Spain has already experienced a dramatic reduction in photovoltaic installation in 2009 with 375MW compared to 2008 installations of 2,500MW. Spain will now fail to live up to its ambitions of becoming the European Union’s leading renewable energy producer by 2020 essentially because Zapatero’s government has neglected the tariff scheme across the country. The introduction of a 500MW project cap along with the withdrawal of essential subsidies has seen the solar industry stagnate and since the new year, decline. Members of the solar industry in the UK will therefore be hoping that the British government emulates the example of Germany rather than Spain in the way that they choose to roll out the much talked about feed-in tariff next year.

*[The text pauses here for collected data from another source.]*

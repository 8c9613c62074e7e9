//! Transaction service
//!
//! Validates raw form input into transactions and patches, then hands them to
//! the record store. Foreign keys are only required to be non-empty; a
//! transaction may point at a vendor or category that no longer exists.

use tracing::debug;

use crate::error::{FieldErrors, PettyError, PettyResult};
use crate::models::{
    CategoryId, NewTransaction, PaymentMode, Transaction, TransactionId, TransactionPatch,
    TransactionType, VendorId,
};
use crate::storage::RecordStore;

use super::validation::{non_blank, parse_date, positive_amount, required};

/// Raw transaction fields as entered by the user
#[derive(Debug, Clone, Default)]
pub struct TransactionForm {
    pub date: String,
    pub description: String,
    pub vendor_id: String,
    pub category_id: String,
    pub amount: String,
    pub kind: String,
    pub payment_mode: String,
    pub notes: Option<String>,
}

impl TransactionForm {
    /// Check every field, collecting all problems keyed by field name
    pub fn validate(&self) -> PettyResult<NewTransaction> {
        let mut errors = FieldErrors::new();

        let date = parse_date(&self.date);
        if date.is_none() {
            errors.add("date", "Invalid date");
        }
        let description = required(
            &mut errors,
            "description",
            &self.description,
            "Description is required",
        );
        let vendor_id = required(&mut errors, "vendorId", &self.vendor_id, "Vendor is required");
        let category_id = required(
            &mut errors,
            "categoryId",
            &self.category_id,
            "Category is required",
        );
        let amount = positive_amount(&mut errors, "amount", &self.amount);
        let kind = parse_kind(&mut errors, &self.kind);
        let payment_mode = parse_payment_mode(&mut errors, &self.payment_mode);

        // Every `None` above has recorded a message
        let (
            Some(date),
            Some(description),
            Some(vendor_id),
            Some(category_id),
            Some(amount),
            Some(kind),
            Some(payment_mode),
        ) = (date, description, vendor_id, category_id, amount, kind, payment_mode)
        else {
            return Err(PettyError::Validation(errors));
        };

        Ok(NewTransaction {
            date,
            description,
            vendor_id: VendorId::new(vendor_id),
            category_id: CategoryId::new(category_id),
            amount,
            kind,
            payment_mode,
            notes: self.notes.as_deref().and_then(non_blank),
        })
    }
}

/// Raw edits; `None` leaves the field as it is, an empty `notes` clears it
#[derive(Debug, Clone, Default)]
pub struct TransactionEditForm {
    pub date: Option<String>,
    pub description: Option<String>,
    pub vendor_id: Option<String>,
    pub category_id: Option<String>,
    pub amount: Option<String>,
    pub kind: Option<String>,
    pub payment_mode: Option<String>,
    pub notes: Option<String>,
}

impl TransactionEditForm {
    /// Apply the creation rules to the supplied fields only
    pub fn validate(&self) -> PettyResult<TransactionPatch> {
        let mut errors = FieldErrors::new();
        let mut patch = TransactionPatch::default();

        if let Some(date) = &self.date {
            patch.date = parse_date(date);
            if patch.date.is_none() {
                errors.add("date", "Invalid date");
            }
        }
        if let Some(description) = &self.description {
            patch.description = required(
                &mut errors,
                "description",
                description,
                "Description is required",
            );
        }
        if let Some(vendor_id) = &self.vendor_id {
            patch.vendor_id =
                required(&mut errors, "vendorId", vendor_id, "Vendor is required").map(VendorId::new);
        }
        if let Some(category_id) = &self.category_id {
            patch.category_id =
                required(&mut errors, "categoryId", category_id, "Category is required")
                    .map(CategoryId::new);
        }
        if let Some(amount) = &self.amount {
            patch.amount = positive_amount(&mut errors, "amount", amount);
        }
        if let Some(kind) = &self.kind {
            patch.kind = parse_kind(&mut errors, kind);
        }
        if let Some(mode) = &self.payment_mode {
            patch.payment_mode = parse_payment_mode(&mut errors, mode);
        }
        if let Some(notes) = &self.notes {
            patch.notes = Some(non_blank(notes));
        }

        errors.into_result(patch)
    }
}

fn parse_kind(errors: &mut FieldErrors, input: &str) -> Option<TransactionType> {
    match input.parse() {
        Ok(kind) => Some(kind),
        Err(_) => {
            errors.add("type", "Type must be income or expense");
            None
        }
    }
}

fn parse_payment_mode(errors: &mut FieldErrors, input: &str) -> Option<PaymentMode> {
    match input.parse() {
        Ok(mode) => Some(mode),
        Err(_) => {
            errors.add("paymentMode", "Payment mode must be cash, upi, bank or others");
            None
        }
    }
}

/// Service for transaction management
pub struct TransactionService<'a> {
    store: &'a RecordStore,
}

impl<'a> TransactionService<'a> {
    pub fn new(store: &'a RecordStore) -> Self {
        Self { store }
    }

    /// Validate and store a new transaction
    pub fn create(&self, form: &TransactionForm) -> PettyResult<Transaction> {
        let draft = form.validate()?;
        let txn = self.store.transactions().add(draft)?;
        debug!(id = %txn.id, amount = %txn.amount, kind = txn.kind.as_str(), "transaction created");
        Ok(txn)
    }

    /// Validate the supplied fields and merge them into an existing transaction
    pub fn edit(&self, id: &TransactionId, form: &TransactionEditForm) -> PettyResult<Transaction> {
        let patch = form.validate()?;
        self.store.transactions().update(id, &patch)
    }

    pub fn delete(&self, id: &TransactionId) -> PettyResult<Transaction> {
        self.store.transactions().delete(id)
    }

    pub fn get(&self, id: &TransactionId) -> PettyResult<Transaction> {
        self.store.transactions().get(id)
    }

    /// All transactions, most recently added first
    pub fn list(&self) -> PettyResult<Vec<Transaction>> {
        self.store.transactions().list()
    }
}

The We Support Solar group has launched a campaign for the government to add 10p to the proposed feed-in tariff, set to be implemented in the first quarter of 2010. The introduction of a UK feed-in tariff was set out by the government in July and has given the We Support Solar group some cause for concern regarding the long term effectiveness of making the UK solar industry competitive with those of Germany, Belgium and the Czech Republic. In a move set to highlight certain deficiencies in the proposed tariff legislation the We Support Solar website is currently urging people to petition MPs via their website with suggestions for the tariff before the consultation period finishes within the next few weeks.

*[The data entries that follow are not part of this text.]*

//! Transaction CLI commands
//!
//! Implements CLI commands for recording and editing petty cash transactions.

use clap::Subcommand;

use crate::actions::{Action, FormState};
use crate::ai::{self, Assistant};
use crate::config::Settings;
use crate::display::{format_transaction_details, format_transaction_register, Names};
use crate::error::PettyResult;
use crate::models::{Transaction, TransactionId};
use crate::services::{
    CategoryService, TransactionEditForm, TransactionForm, TransactionService, VendorService,
};
use crate::storage::RecordStore;

/// Transaction subcommands
#[derive(Subcommand)]
pub enum TransactionCommands {
    /// List transactions, most recently added first
    List {
        /// Only transactions for this vendor (name or ID)
        #[arg(short, long)]
        vendor: Option<String>,
        /// Only transactions in this category (name or ID)
        #[arg(short, long)]
        category: Option<String>,
        /// Number of transactions to show
        #[arg(short, long, default_value = "20")]
        limit: usize,
    },
    /// Show transaction details
    Show {
        /// Transaction ID
        id: String,
    },
    /// Record a transaction
    Add {
        /// Description of what the money was for
        description: String,
        /// Amount, e.g. 120.50
        amount: String,
        /// Vendor name or ID
        #[arg(short, long)]
        vendor: String,
        /// Category name or ID
        #[arg(short, long)]
        category: String,
        /// income or expense
        #[arg(short = 't', long = "type", default_value = "expense")]
        kind: String,
        /// cash, upi, bank or others
        #[arg(short, long, default_value = "cash")]
        mode: String,
        /// Transaction date (YYYY-MM-DD); defaults to today
        #[arg(short, long)]
        date: Option<String>,
        /// Free-form notes
        #[arg(short, long)]
        notes: Option<String>,
    },
    /// Change fields of a transaction
    Edit {
        /// Transaction ID
        id: String,
        #[arg(long)]
        description: Option<String>,
        #[arg(long)]
        amount: Option<String>,
        /// Vendor name or ID
        #[arg(long)]
        vendor: Option<String>,
        /// Category name or ID
        #[arg(long)]
        category: Option<String>,
        #[arg(long = "type")]
        kind: Option<String>,
        #[arg(long)]
        mode: Option<String>,
        #[arg(long)]
        date: Option<String>,
        /// New notes; pass an empty string to clear them
        #[arg(long)]
        notes: Option<String>,
    },
    /// Delete a transaction
    Delete {
        /// Transaction ID
        id: String,
    },
    /// Ask the assistant which categories fit a transaction
    Suggest {
        /// Transaction description
        description: String,
        /// Vendor name
        #[arg(short, long, default_value = "")]
        vendor: String,
    },
}

/// Handle a transaction command
pub fn handle_transaction_command(
    store: &RecordStore,
    settings: &Settings,
    cmd: TransactionCommands,
) -> PettyResult<()> {
    let service = TransactionService::new(store);

    match cmd {
        TransactionCommands::List {
            vendor,
            category,
            limit,
        } => {
            let vendor_id = match vendor {
                Some(v) => Some(VendorService::new(store).resolve(&v)?.id),
                None => None,
            };
            let category_id = match category {
                Some(c) => Some(CategoryService::new(store).resolve(&c)?.id),
                None => None,
            };

            let transactions: Vec<Transaction> = service
                .list()?
                .into_iter()
                .filter(|t| vendor_id.as_ref().map_or(true, |id| &t.vendor_id == id))
                .filter(|t| category_id.as_ref().map_or(true, |id| &t.category_id == id))
                .take(limit)
                .collect();

            let names = Names::load(store)?;
            print!("{}", format_transaction_register(&transactions, &names, settings));
        }

        TransactionCommands::Show { id } => {
            let txn = service.get(&TransactionId::new(id))?;
            let names = Names::load(store)?;
            print!("{}", format_transaction_details(&txn, &names, settings));
        }

        TransactionCommands::Add {
            description,
            amount,
            vendor,
            category,
            kind,
            mode,
            date,
            notes,
        } => {
            let form = TransactionForm {
                date: date.unwrap_or_else(|| chrono::Local::now().date_naive().to_string()),
                description,
                vendor_id: resolve_vendor_id(store, &vendor)?,
                category_id: resolve_category_id(store, &category)?,
                amount,
                kind,
                payment_mode: mode,
                notes,
            };

            let result = service.create(&form);
            let message = FormState::from_result(Action::CreateTransaction, &result).into_result()?;
            if let Ok(txn) = result {
                println!("{} ({})", message, txn.id);
            }
        }

        TransactionCommands::Edit {
            id,
            description,
            amount,
            vendor,
            category,
            kind,
            mode,
            date,
            notes,
        } => {
            let form = TransactionEditForm {
                date,
                description,
                vendor_id: vendor.map(|v| resolve_vendor_id(store, &v)).transpose()?,
                category_id: category.map(|c| resolve_category_id(store, &c)).transpose()?,
                amount,
                kind,
                payment_mode: mode,
                notes,
            };

            let result = service.edit(&TransactionId::new(id), &form);
            println!(
                "{}",
                FormState::from_result(Action::UpdateTransaction, &result).into_result()?
            );
        }

        TransactionCommands::Delete { id } => {
            let result = service.delete(&TransactionId::new(id));
            println!(
                "{}",
                FormState::from_result(Action::DeleteTransaction, &result).into_result()?
            );
        }

        TransactionCommands::Suggest {
            description,
            vendor,
        } => {
            let assistant = ai::assistant_from_settings(&settings.ai);
            suggest(store, assistant.as_ref(), &description, &vendor)?;
        }
    }

    Ok(())
}

fn suggest(
    store: &RecordStore,
    assistant: &dyn Assistant,
    description: &str,
    vendor: &str,
) -> PettyResult<()> {
    let categories = CategoryService::new(store).list()?;
    let suggested = ai::suggest_categories(assistant, description, vendor, &categories);

    if suggested.is_empty() {
        println!("No category suggestions available.");
    } else {
        println!("Suggested categories:");
        for category in suggested {
            println!("  {} ({})", category.name, category.id);
        }
    }
    Ok(())
}

/// A known vendor's ID, or the input unchanged so validation can judge it
fn resolve_vendor_id(store: &RecordStore, input: &str) -> PettyResult<String> {
    Ok(VendorService::new(store)
        .find(input.trim())?
        .map(|v| v.id.to_string())
        .unwrap_or_else(|| input.to_string()))
}

/// A known category's ID, or the input unchanged so validation can judge it
fn resolve_category_id(store: &RecordStore, input: &str) -> PettyResult<String> {
    Ok(CategoryService::new(store)
        .find(input.trim())?
        .map(|c| c.id.to_string())
        .unwrap_or_else(|| input.to_string()))
}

The main concern among the solar industry lobby, most vociferously voiced by the members of We Support Solar, is that the rate paid by energy companies for electricity by means of solar energy will not be high enough to attract investment in the new UK sector. Indeed, the We Support Solar website has quoted that a failure to act on this particular piece of legislation would see the UK fail to catch up with its EU competitors on solar installation.

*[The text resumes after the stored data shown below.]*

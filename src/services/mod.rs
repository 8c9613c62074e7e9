//! Service layer for PettyFlow
//!
//! The service layer provides business logic on top of the record store,
//! handling validation, computed figures, and cross-entity rules.

pub mod category;
pub mod dashboard;
pub mod ledger;
pub mod transaction;
pub mod validation;
pub mod vendor;

pub use category::{CategoryService, MISSING_NAME};
pub use dashboard::Dashboard;
pub use ledger::{MonthlySummary, Totals, VendorStats};
pub use transaction::{TransactionEditForm, TransactionForm, TransactionService};
pub use vendor::{VendorEditForm, VendorForm, VendorService, VendorSummary};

Citing the benefits of adding 10p to the proposed feed-in tariff the We Support Solar website claims the following advantages for the UK economy:

  • 28,000 UK skilled solar power jobs by 2014
  • Over 400,000 new residential solar PV installations by 2014
  • Additional investment in UK solar PV manufacturing building on established centres in Wrexham, South Wales and County Durham

 

Certainly, with the announcement from Downing Street this year that Gordon Brown is planning to instigate a ‘green new deal’, using new renewable energies to revitalise the flagging economy, government action following the consultancy process will be under the microscope. The online campaign ultimately requests that MPs contact Ed Milliband, Secretary of the Department of Energy and Climate Change (DECC) to lay out these specific demands. Whether or not the government does act to introduce a truly workable tariff system will determine whether recent rhetoric represents a real desire to fight climate change or merely court the ‘green’ lobby at a difficult time for Brown’s premiership.